As a college kid at Johns Hopkins University 30 years ago, Mark Lewicki found stress-release and solace in wandering the nearby mountains on the weekends. And in those mountain streams in Maryland where many U.S. presidents have dropped a line, Mark found a thinking-man’s sport that has chased him across the country.
“I love dry-fly fishing, even when dry-fly fishing is the hardest thing to do,” says Mark, the sales and marketing director for The Country Club at Castle Pines. “I love the aspect of being immersed in nature, when eight hours have flown by, you haven’t eaten, you haven’t had anything to drink. You lose yourself.”
Mark, who lives in Highlands Ranch, is an avid fly fisherman and still uses the first Orvis fly rod he bought for himself in college. He says the allure of fly fishing has always been in the strategy, the skill of trying to make an artificial insect whipping on the end of a line look real enough for a trout to bite. Mark has taught all three of his kids to fly fish, and he even taught his dad.

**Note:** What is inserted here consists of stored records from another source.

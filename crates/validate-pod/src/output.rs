//! Rendering of validation reports on stdout.

use anyhow::Result;
use clap::ValueEnum;
use pod_validation::ValidationReport;
use std::io::{self, Write};

#[derive(Debug, Clone, Copy, PartialEq, Eq, ValueEnum)]
pub enum OutputFormat {
    /// One `<file>:<line> <message>` line per diagnostic
    Text,
    /// A single JSON document with codes and document paths
    Json,
}

pub fn print_report(report: &ValidationReport, format: OutputFormat) -> Result<()> {
    let stdout = io::stdout();
    let mut out = stdout.lock();
    write_report(&mut out, report, format)?;
    out.flush()?;
    Ok(())
}

fn write_report(out: &mut impl Write, report: &ValidationReport, format: OutputFormat) -> Result<()> {
    match format {
        OutputFormat::Text => {
            for line in report.lines() {
                writeln!(out, "{}", line)?;
            }
        }
        OutputFormat::Json => {
            serde_json::to_writer_pretty(&mut *out, &report.to_json())?;
            writeln!(out)?;
        }
    }
    Ok(())
}
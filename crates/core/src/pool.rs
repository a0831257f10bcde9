//! Pool of reusable scratch jobs.

use std::ops::{Deref, DerefMut};
use std::sync::Mutex;

use crate::job::Job;

/// Default cap on idle instances kept by a pool.
pub const DEFAULT_MAX_IDLE: usize = 64;

/// Object pool handing out reset [`Job`] instances.
///
/// - `acquire` always yields a job in its zero state
/// - the returned guard gives exclusive access; no other caller can observe
///   the same instance until it is dropped
/// - dropping the guard resets the job and returns it, so release happens on
///   every exit path (including `?` early returns)
#[derive(Debug)]
pub struct JobPool {
    idle: Mutex<Vec<Job>>,
    max_idle: usize,
}

impl JobPool {
    pub fn new() -> Self {
        Self::with_max_idle(DEFAULT_MAX_IDLE)
    }

    pub fn with_max_idle(max_idle: usize) -> Self {
        Self {
            idle: Mutex::new(Vec::new()),
            max_idle,
        }
    }

    /// Borrow a scratch job.
    pub fn acquire(&self) -> PooledJob<'_> {
        let job = self
            .idle
            .lock()
            .unwrap_or_else(|poisoned| poisoned.into_inner())
            .pop()
            .unwrap_or_default();

        PooledJob { pool: self, job }
    }

    /// Number of idle instances currently held.
    pub fn idle(&self) -> usize {
        self.idle
            .lock()
            .unwrap_or_else(|poisoned| poisoned.into_inner())
            .len()
    }

    fn release(&self, mut job: Job) {
        job.reset();
        let mut idle = self
            .idle
            .lock()
            .unwrap_or_else(|poisoned| poisoned.into_inner());
        if idle.len() < self.max_idle {
            idle.push(job);
        }
    }
}

impl Default for JobPool {
    fn default() -> Self {
        Self::new()
    }
}

/// Exclusive borrow of a pooled [`Job`].
#[derive(Debug)]
pub struct PooledJob<'a> {
    pool: &'a JobPool,
    job: Job,
}

impl Deref for PooledJob<'_> {
    type Target = Job;

    fn deref(&self) -> &Job {
        &self.job
    }
}

impl DerefMut for PooledJob<'_> {
    fn deref_mut(&mut self) -> &mut Job {
        &mut self.job
    }
}

impl Drop for PooledJob<'_> {
    fn drop(&mut self) {
        self.pool.release(std::mem::take(&mut self.job));
    }
}

#[cfg(test)]
mod tests {
    use super::*;

    use std::sync::Arc;
    use std::thread;

    use chrono::Utc;

    #[test]
    fn acquired_jobs_start_reset() {
        let pool = JobPool::new();
        {
            let mut job = pool.acquire();
            job.payload.extend_from_slice(b"dirty");
            job.scheduled_at = Utc::now();
            job.derive_id();
        }
        assert_eq!(pool.idle(), 1);

        let job = pool.acquire();
        assert_eq!(*job, Job::default());
        assert_eq!(pool.idle(), 0);
    }

    #[test]
    fn release_happens_on_early_return() {
        fn fails(pool: &JobPool) -> Result<(), &'static str> {
            let mut job = pool.acquire();
            job.payload.push(1);
            Err::<(), _>("bail")?;
            Ok(())
        }

        let pool = JobPool::new();
        assert!(fails(&pool).is_err());
        assert_eq!(pool.idle(), 1);
    }

    #[test]
    fn idle_instances_are_capped() {
        let pool = JobPool::with_max_idle(2);
        {
            let _a = pool.acquire();
            let _b = pool.acquire();
            let _c = pool.acquire();
        }
        assert_eq!(pool.idle(), 2);
    }

    #[test]
    fn concurrent_borrowers_never_share_an_instance() {
        let pool = Arc::new(JobPool::new());
        let handles: Vec<_> = (0..8u8)
            .map(|n| {
                let pool = pool.clone();
                thread::spawn(move || {
                    for _ in 0..100 {
                        let mut job = pool.acquire();
                        assert!(job.payload.is_empty());
                        job.payload.push(n);
                        thread::yield_now();
                        assert_eq!(job.payload, vec![n]);
                    }
                })
            })
            .collect();

        for h in handles {
            h.join().unwrap();
        }
        assert!(pool.idle() <= 8);
    }
}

“There are times when you can dry fly all day and not catch a thing,” Mark says. “At the end of the day, it doesn’t matter if I don’t catch the fish.”
Mark has spent the past 16 years working at luxury golf and lifestyle clubs in Arizona and Colorado. Last year, he began taking groups of Castle Pines members on fishing excursions through the Broadmoor Fly Fishing Camp program. He says it was an innovative way to build community based on interests outside of the golf club, something that proved popular with members.
“The ability to personally connect with members, that is critical,” Mark says. “Instead of selling widgets or computer software, we’re selling an experience.”
And Mark has figured out to marry all his lifelong interests and create unique experiences for his members. Mark grew up in south central Pennsylvania, where he says he spent most free time outdoors, whether golfing (his grandparents were avid golfers), playing tennis, swimming (he competed in college), or just roaming in the wilderness close to home. One of his first jobs was as a manager for a local pool.
He says all his lifelong passionate pursuits have helped inform his job in the luxury hospitality industry, and in recent years he’s been publishing his photography — another passion — on his own website.
“I love to find remote places,” Mark says. “A lot of people go where they see the biggest fish being caught. I’m much more content in finding a place that’s out of the way.
“Colorado is the perfect place. You have so much accessibility to you in a short drive.”
+ Find Mark Lewicki's photography at www.marklewicki.com.
I never go fishing without my . . .
+ Orvis HLS Bighorn
I still use my Orvis HLS Bighorn 5 wt. fly rod that I originally purchased over 30 years ago when I taught myself to fly fish.
+ Voormi River Run Hoodie
It’s an ultra lightweight wool pullover made by a Pagosa Springs company. Sun protection and keeps you cool.
+ Nikon D800
I use the D800 to photograph my experiences, but now I can also take my Mavic 2 Pro drone.
Watering Hole Secrets
Mark Lewicki’s favorite fishing experiences:
+ The Broadmoor’s Fly Fishing Camp on the Tarryall River. Working in luxury hospitality for 16 years, I know the best when I experience it. It is world class, private trout fishing with rustic, luxury lodging within 90 minutes of Denver. I took two groups of my members in 2019.
+ The Madison and Gallatin River Fishing Trip with my Dad. It’s truly Big Sky Country. It’s remote and unbelievably beautiful, but easily accessible with some of the best, Blue Ribbon dry fly trout fishing I’ve ever experienced.
+ Big Hunting Creek outside Thurmont, MD. It’s a small, fly fishing only freestone stream near Camp David and Cunningham Falls where I taught myself to fly fish. It’s also where many presidents have dropped a line.